You never know what people are going through on the inside, and you never know what some people have had to deal with in their lives…

With great courage, Marie Osmond finally opened up about how being sexually abused as a child caused her to question her sexuality.

60-years-old Osmond made a shocking admission on the CBS series The Talk, where she admitted that the sexual abuse she suffered as a child made her think she was gay. She revealed to her co-stars Eve, Sheryl Underwood, Carrie Ann Inaba, and Sharon Osbourne that she questioned her sexuality after the abuse occurred.

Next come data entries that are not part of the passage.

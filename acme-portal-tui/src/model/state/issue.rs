//! 签发页面状态

use acme_portal_core::{
    inspect_certificate, split_certificate_chain, start_issue, CertificateChain,
    CertificateSummary, Flow, IssuedCertificate, OrderId, Outcome, Ticket,
};

use super::InputField;

/// 拆分后的证书链及每一块的解析结果
#[derive(Debug, Clone)]
pub struct RenderedCertificate {
    pub chain: CertificateChain,
    /// 与 `chain.blocks` 一一对应，解析失败为 `None`
    pub summaries: Vec<Option<CertificateSummary>>,
}

impl RenderedCertificate {
    pub fn new(pem: &str) -> Self {
        let chain = split_certificate_chain(pem);
        let summaries = chain
            .blocks
            .iter()
            .map(|block| inspect_certificate(block))
            .collect();
        Self { chain, summaries }
    }

    /// 叶子证书的解析结果
    pub fn leaf_summary(&self) -> Option<&CertificateSummary> {
        self.summaries.first().and_then(Option::as_ref)
    }
}

/// 签发页面状态
#[derive(Debug, Default)]
pub struct IssueState {
    /// 订单 ID 输入
    pub input: InputField,
    /// 请求状态与最近一次结果
    pub flow: Flow<IssuedCertificate>,
    /// 结果区滚动偏移（行）
    pub scroll: u16,
    /// 在途请求对应的订单 ID
    pending_id: Option<OrderId>,
    /// 当前结果对应的订单 ID
    pub order_id: Option<OrderId>,
    /// 成功结果的证书链
    pub rendered: Option<RenderedCertificate>,
    /// 是否显示私钥明文
    pub show_private_key: bool,
    /// 是否正在导出
    pub exporting: bool,
}

impl IssueState {
    pub fn new() -> Self {
        Self::default()
    }

    /// 用输入框的内容开始一次签发请求
    ///
    /// ID 无效时结果区直接显示错误并返回 `None`。
    pub fn start(&mut self) -> Option<(Ticket, OrderId)> {
        let started = start_issue(&mut self.flow, self.input.as_str());
        match &started {
            Some((_, id)) => self.pending_id = Some(id.clone()),
            None => {
                self.pending_id = None;
                self.reset_result_view();
            }
        }
        started
    }

    /// 写入请求结果，票据过期返回 `false`
    pub fn settle(&mut self, ticket: Ticket, outcome: Outcome<IssuedCertificate>) -> bool {
        if !self.flow.settle(ticket, outcome) {
            return false;
        }
        self.reset_result_view();
        self.order_id = self.pending_id.take();
        self.rendered = self.certificate().map(|c| RenderedCertificate::new(&c.certificate));
        true
    }

    /// 成功签发的证书
    pub fn certificate(&self) -> Option<&IssuedCertificate> {
        self.flow.result().and_then(Outcome::success)
    }

    fn reset_result_view(&mut self) {
        self.scroll = 0;
        self.show_private_key = false;
        self.order_id = None;
        self.rendered = None;
    }
}
//! 表单流程状态
//!
//! 挑战与签发各持有一个 [`Flow`]：自己的忙碌标志、最近一次发出的票据、
//! 以及最近一次提交的结果。完成消息必须带着发起时拿到的票据回来，
//! 票据过期的完成消息被直接丢弃。

use crate::error::{PortalError, PortalResult};
use crate::types::Outcome;

/// 一次提交的序号，单个 [`Flow`] 内单调递增
#[derive(Debug, Clone, Copy, PartialEq, Eq, PartialOrd, Ord, Hash, Default)]
pub struct Ticket(u64);

impl Ticket {
    #[must_use]
    pub fn value(self) -> u64 {
        self.0
    }

    fn next(self) -> Self {
        Self(self.0.wrapping_add(1))
    }
}

/// 单个流程的 UI 状态
#[derive(Debug, Clone)]
pub struct Flow<T> {
    busy: bool,
    latest: Ticket,
    result: Option<Outcome<T>>,
}

impl<T> Default for Flow<T> {
    fn default() -> Self {
        Self {
            busy: false,
            latest: Ticket::default(),
            result: None,
        }
    }
}

impl<T> Flow<T> {
    #[must_use]
    pub fn new() -> Self {
        Self::default()
    }

    /// 是否有请求在途
    #[must_use]
    pub fn is_busy(&self) -> bool {
        self.busy
    }

    /// 最近一次提交的结果
    #[must_use]
    pub fn result(&self) -> Option<&Outcome<T>> {
        self.result.as_ref()
    }

    /// 最近发出的票据
    #[must_use]
    pub fn latest_ticket(&self) -> Ticket {
        self.latest
    }

    /// 开始一次请求：进入忙碌并返回新票据
    pub fn begin(&mut self) -> Ticket {
        self.latest = self.latest.next();
        self.busy = true;
        self.latest
    }

    /// 根据本地校验结果开始一次提交
    ///
    /// 校验失败时 [`reject`](Self::reject) 并返回 `None`；
    /// 通过时 [`begin`](Self::begin)，返回票据和解析后的输入。
    pub fn start<I>(&mut self, input: PortalResult<I>) -> Option<(Ticket, I)> {
        match input {
            Ok(input) => Some((self.begin(), input)),
            Err(e) => {
                self.reject(&e);
                None
            }
        }
    }

    /// 本地校验失败：直接写入结果，不进入忙碌
    ///
    /// 同时作废仍在途的请求，结果始终对应最近一次提交。
    pub fn reject(&mut self, error: &PortalError) {
        self.latest = self.latest.next();
        self.busy = false;
        self.result = Some(Outcome::failure(error.to_string()));
    }

    /// 写入请求结果
    ///
    /// 票据不是最新的返回 `false`，状态保持不变。
    pub fn settle(&mut self, ticket: Ticket, outcome: Outcome<T>) -> bool {
        if ticket != self.latest {
            log::debug!(
                "[Flow] discarding stale completion #{} (latest #{})",
                ticket.0,
                self.latest.0
            );
            return false;
        }
        self.busy = false;
        self.result = Some(outcome);
        true
    }

    /// 清空结果（不影响在途请求）
    pub fn clear(&mut self) {
        self.result = None;
    }
}
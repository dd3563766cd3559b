//! 国际化（i18n）模块
//!
//! 使用纯 Rust 结构体方案，编译期类型检查，零运行时开销。

use std::sync::atomic::{AtomicUsize, Ordering};

mod en_us;
pub mod keys;
mod zh_cn;

pub use keys::*;

/// 支持的语言
#[derive(Debug, Clone, Copy, PartialEq, Eq, Default)]
pub enum Language {
    /// 英语（美国）
    #[default]
    EnUs,
    /// 简体中文（中国）
    ZhCn,
}

impl Language {
    /// 获取语言的显示名称（使用该语言本身的文字）
    pub fn display_name(self) -> &'static str {
        match self {
            Language::EnUs => "English",
            Language::ZhCn => "简体中文",
        }
    }

    /// 获取语言代码（BCP 47 标准）
    pub fn code(self) -> &'static str {
        match self {
            Language::EnUs => "en-US",
            Language::ZhCn => "zh-CN",
        }
    }

    /// 从语言代码解析
    pub fn from_code(code: &str) -> Option<Language> {
        match code {
            "en-US" | "en" => Some(Language::EnUs),
            "zh-CN" | "zh" => Some(Language::ZhCn),
            _ => None,
        }
    }

    /// 获取下一个语言（用于循环切换）
    #[must_use]
    pub fn next(self) -> Language {
        match self {
            Language::EnUs => Language::ZhCn,
            Language::ZhCn => Language::EnUs,
        }
    }

    fn index(self) -> usize {
        match self {
            Language::EnUs => 0,
            Language::ZhCn => 1,
        }
    }
}

/// 当前语言索引（原子操作，线程安全）
static CURRENT_LANGUAGE: AtomicUsize = AtomicUsize::new(0); // 0 = EnUs

/// 获取当前语言的翻译
pub fn t() -> &'static Translations {
    match CURRENT_LANGUAGE.load(Ordering::Relaxed) {
        1 => &zh_cn::TRANSLATIONS,
        _ => &en_us::TRANSLATIONS,
    }
}

/// 设置当前语言
pub fn set_language(lang: Language) {
    CURRENT_LANGUAGE.store(lang.index(), Ordering::Relaxed);
}

#[cfg(test)]
mod tests {
    use super::*;

    #[test]
    fn codes_round_trip() {
        for lang in [Language::EnUs, Language::ZhCn] {
            assert_eq!(Language::from_code(lang.code()), Some(lang));
        }
        assert_eq!(Language::from_code("zh"), Some(Language::ZhCn));
        assert_eq!(Language::from_code("de-DE"), None);
    }

    #[test]
    fn next_cycles() {
        assert_eq!(Language::EnUs.next().next(), Language::EnUs);
    }
}
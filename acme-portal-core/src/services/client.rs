//! HTTP client for the certificate backend.
//!
//! Two endpoints, both `POST`:
//! - `{base}/challenge` with `{"domains": [...]}`
//! - `{base}/issue/{id}` without a body
//!
//! The JSON body is decoded regardless of the HTTP status. Error bodies become
//! [`Outcome::Failure`]; network and decode problems are returned as `Err`.

use std::time::Duration;

use async_trait::async_trait;
use log::{debug, error, warn};
use reqwest::Client;
use serde::de::DeserializeOwned;
use serde::Serialize;
use serde_json::Value;
use url::Url;

use crate::error::{PortalError, PortalResult};
use crate::types::{
    ApiFailure, ChallengeOrder, ChallengeRequest, DomainList, IssuedCertificate, OrderId, Outcome,
};
use crate::utils::truncate_for_log;

/// Backend operations used by the two flows.
#[async_trait]
pub trait CertificateApi: Send + Sync {
    /// `POST {base}/challenge`
    async fn request_challenge(&self, domains: &DomainList)
        -> PortalResult<Outcome<ChallengeOrder>>;

    /// `POST {base}/issue/{id}`
    async fn issue_certificate(&self, id: &OrderId) -> PortalResult<Outcome<IssuedCertificate>>;
}

/// reqwest-backed [`CertificateApi`].
#[derive(Debug, Clone)]
pub struct HttpCertificateApi {
    client: Client,
    base_url: Url,
    timeout: Duration,
}

impl HttpCertificateApi {
    /// Create a client for `base_url`.
    ///
    /// The URL may carry a path prefix (`https://host/api`); endpoint segments
    /// are appended to it.
    pub fn new(base_url: &str, timeout: Duration) -> PortalResult<Self> {
        let base_url = Url::parse(base_url.trim())
            .map_err(|e| PortalError::Config(format!("Invalid API URL '{base_url}': {e}")))?;
        if base_url.cannot_be_a_base() {
            return Err(PortalError::Config(format!(
                "Invalid API URL '{base_url}': cannot be a base"
            )));
        }

        let client = Client::builder()
            .timeout(timeout)
            .user_agent(concat!("acme-portal/", env!("CARGO_PKG_VERSION")))
            .build()
            .map_err(|e| PortalError::Config(format!("Failed to build HTTP client: {e}")))?;

        Ok(Self {
            client,
            base_url,
            timeout,
        })
    }

    pub fn base_url(&self) -> &Url {
        &self.base_url
    }

    /// Append percent-encoded path segments to the base URL.
    fn endpoint(&self, segments: &[&str]) -> PortalResult<Url> {
        let mut url = self.base_url.clone();
        url.path_segments_mut()
            .map_err(|()| PortalError::Config(format!("Invalid API URL '{}'", self.base_url)))?
            .pop_if_empty()
            .extend(segments);
        Ok(url)
    }

    /// Send a POST and decode the body as JSON.
    ///
    /// `log_body` is off for responses that carry key material.
    async fn post_json<B: Serialize + Sync + ?Sized>(
        &self,
        url: Url,
        body: Option<&B>,
        log_body: bool,
    ) -> PortalResult<Value> {
        debug!("[API] POST {url}");

        let mut request = self.client.post(url);
        if let Some(body) = body {
            request = request.json(body);
        }

        let response = request.send().await.map_err(|e| {
            if e.is_timeout() {
                PortalError::Transport(format!(
                    "Request timed out after {}s",
                    self.timeout.as_secs()
                ))
            } else {
                PortalError::Transport(e.to_string())
            }
        })?;

        let status = response.status().as_u16();
        debug!("[API] Response Status: {status}");

        let text = response
            .text()
            .await
            .map_err(|e| PortalError::Transport(format!("Failed to read response body: {e}")))?;

        if log_body {
            debug!("[API] Response Body: {}", truncate_for_log(&text));
        } else {
            debug!("[API] Response Body: <{} bytes>", text.len());
        }

        serde_json::from_str(&text).map_err(|e| {
            warn!("[API] Non-JSON response (HTTP {status}): {e}");
            PortalError::Parse(format!("Invalid JSON response (HTTP {status}): {e}"))
        })
    }
}

/// Turn a decoded body into an [`Outcome`].
pub(crate) fn decode_outcome<T: DeserializeOwned>(body: Value) -> PortalResult<Outcome<T>> {
    if let Some(failure) = ApiFailure::from_body(&body) {
        return Ok(failure.into());
    }
    serde_json::from_value(body).map(Outcome::Success).map_err(|e| {
        error!("[API] Unexpected response shape: {e}");
        PortalError::Parse(format!("Unexpected response: {e}"))
    })
}

#[async_trait]
impl CertificateApi for HttpCertificateApi {
    async fn request_challenge(
        &self,
        domains: &DomainList,
    ) -> PortalResult<Outcome<ChallengeOrder>> {
        let url = self.endpoint(&["challenge"])?;
        let body = self
            .post_json(url, Some(&ChallengeRequest { domains }), true)
            .await?;
        decode_outcome(body)
    }

    async fn issue_certificate(&self, id: &OrderId) -> PortalResult<Outcome<IssuedCertificate>> {
        let url = self.endpoint(&["issue", id.as_str()])?;
        let body = self.post_json::<()>(url, None, false).await?;
        decode_outcome(body)
    }
}

#[cfg(test)]
#[allow(clippy::unwrap_used, clippy::expect_used, clippy::panic)]
mod tests {
    use super::*;
    use serde_json::json;

    fn api(base: &str) -> HttpCertificateApi {
        HttpCertificateApi::new(base, Duration::from_secs(5)).unwrap()
    }

    #[test]
    fn endpoint_on_bare_host() {
        let url = api("http://localhost:8080").endpoint(&["challenge"]).unwrap();
        assert_eq!(url.as_str(), "http://localhost:8080/challenge");
    }

    #[test]
    fn endpoint_keeps_path_prefix() {
        let url = api("https://ssl.example.com/api/").endpoint(&["issue", "abc"]).unwrap();
        assert_eq!(url.as_str(), "https://ssl.example.com/api/issue/abc");
    }

    #[test]
    fn endpoint_percent_encodes_id() {
        let url = api("https://ssl.example.com")
            .endpoint(&["issue", "a b?c#d%"])
            .unwrap();
        assert_eq!(url.path(), "/issue/a%20b%3Fc%23d%25");
    }

    #[test]
    fn invalid_base_url() {
        let err = HttpCertificateApi::new("not a url", Duration::from_secs(1)).unwrap_err();
        assert!(matches!(err, PortalError::Config(_)));
        let err = HttpCertificateApi::new("mailto:ops@example.com", Duration::from_secs(1))
            .unwrap_err();
        assert!(matches!(err, PortalError::Config(_)));
    }

    #[test]
    fn decode_success() {
        let outcome: Outcome<ChallengeOrder> = decode_outcome(json!({
            "id": "abc123",
            "dns": [{"type": "TXT", "record": "_acme", "value": "xyz"}]
        }))
        .unwrap();
        let order = outcome.success().unwrap();
        assert_eq!(order.id, "abc123");
        assert_eq!(order.dns[0].record_type, "TXT");
    }

    #[test]
    fn decode_error_body() {
        let outcome: Outcome<IssuedCertificate> =
            decode_outcome(json!({"status": "error", "message": "Order expired"})).unwrap();
        assert_eq!(outcome.failure_message(), Some("Order expired"));
    }

    #[test]
    fn decode_unexpected_shape() {
        let result: PortalResult<Outcome<IssuedCertificate>> = decode_outcome(json!([1, 2, 3]));
        assert!(matches!(result, Err(PortalError::Parse(_))));
    }
}
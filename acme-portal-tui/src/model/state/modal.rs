//! 弹窗/对话框状态

/// 弹窗类型
#[derive(Debug, Clone, PartialEq, Eq)]
pub enum Modal {
    /// 帮助信息
    Help,
    /// 错误提示
    Error { title: String, message: String },
}

/// 弹窗状态
#[derive(Debug, Default)]
pub struct ModalState {
    /// 当前活动的弹窗
    pub active: Option<Modal>,
}

impl ModalState {
    pub fn new() -> Self {
        Self::default()
    }

    /// 关闭弹窗
    pub fn close(&mut self) {
        self.active = None;
    }

    /// 是否有活动弹窗
    pub fn is_open(&self) -> bool {
        self.active.is_some()
    }

    /// 显示错误弹窗
    pub fn show_error(&mut self, title: &str, message: &str) {
        self.active = Some(Modal::Error {
            title: title.to_string(),
            message: message.to_string(),
        });
    }

    /// 显示帮助弹窗
    pub fn show_help(&mut self) {
        self.active = Some(Modal::Help);
    }
}
//! 后台任务完成消息的更新逻辑

use crate::i18n::t;
use crate::message::BackendMessage;
use crate::model::App;

/// 处理后台任务完成消息
pub fn update(app: &mut App, msg: BackendMessage) {
    match msg {
        BackendMessage::ChallengeCompleted { ticket, outcome } => {
            let success = outcome.is_success();
            if app.challenge.flow.settle(ticket, outcome) {
                app.challenge.scroll = 0;
                request_status(app, success, t().status_bar.challenge_received);
            }
        }

        BackendMessage::IssueCompleted { ticket, outcome } => {
            let success = outcome.is_success();
            if app.issue.settle(ticket, outcome) {
                request_status(app, success, t().status_bar.certificate_received);
            }
        }

        BackendMessage::ExportCompleted(result) => {
            app.issue.exporting = false;
            match result {
                Ok(exported) => {
                    log::info!("[UI] exported {} file(s)", exported.files.len());
                    app.set_status(format!(
                        "{} {}",
                        t().status_bar.exported,
                        exported.dir.display()
                    ));
                }
                Err(message) => {
                    app.modal.show_error(t().modal.export_failed, &message);
                }
            }
        }

        BackendMessage::ConfigSaved(result) => match result {
            Ok(()) => app.set_status(t().status_bar.settings_saved),
            Err(message) => app.modal.show_error(t().modal.save_failed, &message),
        },
    }
}

/// 结果本身显示在结果区，状态栏只给一句提示
fn request_status(app: &mut App, success: bool, success_text: &str) {
    if success {
        app.set_status(success_text);
    } else {
        app.set_status(t().status_bar.request_failed);
    }
}

#[cfg(test)]
#[allow(clippy::unwrap_used, clippy::expect_used, clippy::panic)]
mod tests {
    use std::path::PathBuf;

    use acme_portal_core::{
        ChallengeOrder, DnsChallengeRecord, ExportedFiles, IssuedCertificate, Outcome, Ticket,
    };

    use super::*;
    use crate::model::Modal;

    const LEAF: &str = "-----BEGIN CERTIFICATE-----\nLEAF\n-----END CERTIFICATE-----\n";
    const INTERMEDIATE: &str = "-----BEGIN CERTIFICATE-----\nMID\n-----END CERTIFICATE-----\n";

    /// 像在输入框里键入 ID 后提交一样拿到签发票据
    fn begin_issue(app: &mut App, id: &str) -> Ticket {
        app.issue.input.clear();
        for ch in id.chars() {
            app.issue.input.push(ch);
        }
        app.issue.start().expect("valid order id").0
    }

    fn order() -> ChallengeOrder {
        ChallengeOrder {
            id: "abc123".into(),
            dns: vec![DnsChallengeRecord {
                record_type: "TXT".into(),
                record: "_acme".into(),
                value: "xyz".into(),
            }],
        }
    }

    #[test]
    fn challenge_result_is_stored_unmodified() {
        let mut app = App::default();
        let ticket = app.challenge.flow.begin();

        update(
            &mut app,
            BackendMessage::ChallengeCompleted {
                ticket,
                outcome: Outcome::Success(order()),
            },
        );

        assert!(!app.challenge.flow.is_busy());
        assert_eq!(
            app.challenge.flow.result(),
            Some(&Outcome::Success(order()))
        );
        assert!(app.status_message.is_some());
    }

    #[test]
    fn stale_completion_is_ignored() {
        let mut app = App::default();
        let old = app.challenge.flow.begin();
        let latest = app.challenge.flow.begin();

        update(
            &mut app,
            BackendMessage::ChallengeCompleted {
                ticket: old,
                outcome: Outcome::failure("timeout"),
            },
        );
        assert!(app.challenge.flow.is_busy());
        assert!(app.challenge.flow.result().is_none());

        update(
            &mut app,
            BackendMessage::ChallengeCompleted {
                ticket: latest,
                outcome: Outcome::Success(order()),
            },
        );
        assert!(!app.challenge.flow.is_busy());
        assert!(app.challenge.flow.result().is_some_and(Outcome::is_success));
    }

    #[test]
    fn network_failure_in_both_flows() {
        let mut app = App::default();
        let challenge = app.challenge.flow.begin();
        let issue = begin_issue(&mut app, "abc123");

        update(
            &mut app,
            BackendMessage::ChallengeCompleted {
                ticket: challenge,
                outcome: Outcome::failure("network down"),
            },
        );
        update(
            &mut app,
            BackendMessage::IssueCompleted {
                ticket: issue,
                outcome: Outcome::failure("network down"),
            },
        );

        assert!(!app.challenge.flow.is_busy());
        assert!(!app.issue.flow.is_busy());
        assert_eq!(
            app.challenge.flow.result().and_then(Outcome::failure_message),
            Some("network down")
        );
        assert_eq!(
            app.issue.flow.result().and_then(Outcome::failure_message),
            Some("network down")
        );
        assert!(app.issue.rendered.is_none());
    }

    #[test]
    fn issued_chain_is_split_for_display() {
        let mut app = App::default();
        let ticket = begin_issue(&mut app, "abc123");

        update(
            &mut app,
            BackendMessage::IssueCompleted {
                ticket,
                outcome: Outcome::Success(IssuedCertificate {
                    message: "Certificate issued".into(),
                    domains: vec!["example.com".into()],
                    certificate: format!("{LEAF}{INTERMEDIATE}"),
                    private_key: "KEY".into(),
                }),
            },
        );

        let rendered = app.issue.rendered.as_ref().unwrap();
        assert_eq!(rendered.chain.leaf, LEAF.trim());
        assert_eq!(rendered.chain.bundle, INTERMEDIATE.trim());
        // 测试用的 PEM 不是真实证书，解析结果为空
        assert!(rendered.leaf_summary().is_none());
        assert_eq!(app.issue.order_id.as_ref().map(|id| id.as_str()), Some("abc123"));
        assert!(!app.issue.show_private_key);
    }

    #[test]
    fn export_failure_opens_error_modal() {
        let mut app = App::default();
        app.issue.exporting = true;

        update(
            &mut app,
            BackendMessage::ExportCompleted(Err("Storage error: read-only".into())),
        );

        assert!(!app.issue.exporting);
        assert!(matches!(
            app.modal.active,
            Some(Modal::Error { ref message, .. }) if message == "Storage error: read-only"
        ));
    }

    #[test]
    fn export_success_reports_directory() {
        let mut app = App::default();
        app.issue.exporting = true;

        update(
            &mut app,
            BackendMessage::ExportCompleted(Ok(ExportedFiles {
                dir: PathBuf::from("/tmp/certs/abc123"),
                files: vec![PathBuf::from("/tmp/certs/abc123/cert.pem")],
            })),
        );

        assert!(!app.issue.exporting);
        assert!(app
            .status_message
            .as_deref()
            .is_some_and(|s| s.ends_with("/tmp/certs/abc123")));
    }
}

“When I was eight or nine, I actually thought I was gay, and the reason is because I had been sexually abused to the point that men, they made me sick, and I didn’t trust them, I didn’t like them,” she said.

Osmond explained that when she realized she had great brothers and a wonderful father, her opinion of men began to change and she realized she simply had to deal with her trauma.

She continued the table discussion, talking about the men in her family. “Why did God give me all these great brothers and why did He give me this amazing father? And truly, they changed my opinion of men.”

Osmond’s response to her sexual assault is actually quite logical. If a man or men caused so much suffering to her, why would she want to spend time or be with men?

Osmond was married to actor Brian Blosil from 1986 to 2007 and joined The View on season 10 after Sara Gilbert quit. It came months after her nephew was found dead inside his Utah home following a stint in rehab.

Just a few weeks into the job, however, her family suffered a crisis and asked fans for prayers as her newborn granddaughter was hospitalized following her late birth.

Osmond is a mother to seven children. Sadly, her eighth, son Michael, died of suicide at age 18 in February 2010.

According to AWM:

Surviving sexual assault or molestation is an extremely challenging thing. Although she was discussing her experience as a survivor of sexual assault, she wanted to make it clear during her time on the talk show that she was not trying to generalize her experience. She simply was sharing her personal story and how she experienced her life in the wake of sexual assault.

Marie Osmond has talked about being sexually abused before. In her 2001 book, “Behind the Smile: My Journey Out of Postpartum Depression,” Osmond revealed that she had been assaulted by men as a child and a young teen. While she has not revealed the identity of her abuser, she did say it was a not family member of a close friend, but someone granted access to her for a short time.